*EXERCISE GOAL:* Among the entries that follow, count the lines that contain the word "RwLock" and say how many there are, writing nothing else.

EXERCISE MATERIAL: Begin

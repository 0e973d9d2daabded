//! Session event fan-out
//!
//! Events go to every broadcast subscriber. Session-expired handlers
//! registered with [`SessionNotifier::on_session_expired`] are called
//! synchronously for [`SessionEvent::Expired`], which is where a UI shell
//! raises its transient notification.

use std::sync::Arc;

use parking_lot::RwLock;
use sitedesk_domain::constants::SESSION_EVENT_CAPACITY;
use sitedesk_domain::SessionEvent;
use tokio::sync::broadcast;
use tracing::trace;

/// Callback invoked with the user-facing message on forced logout.
pub type SessionExpiredHandler = Arc<dyn Fn(&str) + Send + Sync>;

pub struct SessionNotifier {
    sender: broadcast::Sender<SessionEvent>,
    handlers: RwLock<Vec<SessionExpiredHandler>>,
}

impl SessionNotifier {
    #[must_use]
    pub fn new(capacity: usize) -> Self {
        let (sender, _) = broadcast::channel(capacity.max(1));
        Self { sender, handlers: RwLock::new(Vec::new()) }
    }

    pub fn subscribe(&self) -> broadcast::Receiver<SessionEvent> {
        self.sender.subscribe()
    }

    pub fn on_session_expired<F>(&self, handler: F)
    where
        F: Fn(&str) + Send + Sync + 'static,
    {
        self.handlers.write().push(Arc::new(handler));
    }

    pub fn publish(&self, event: SessionEvent) {
        if let SessionEvent::Expired { message } = &event {
            let handlers = self.handlers.read().clone();
            for handler in handlers {
                handler(message);
            }
        }
        // No subscribers is fine.
        if self.sender.send(event).is_err() {
            trace!("session event dropped, no subscribers");
        }
    }
}

impl Default for SessionNotifier {
    fn default() -> Self {
        Self::new(SESSION_EVENT_CAPACITY)
    }
}

impl std::fmt::Debug for SessionNotifier {
    fn fmt(&self, f: &mut std::fmt::Formatter<'_>) -> std::fmt::Result {
        f.debug_struct("SessionNotifier")
            .field("subscribers", &self.sender.receiver_count())
            .field("handlers", &self.handlers.read().len())
            .finish()
    }
}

EXERCISE MATERIAL: End

*ANSWER TO THE PROBLEM:* 3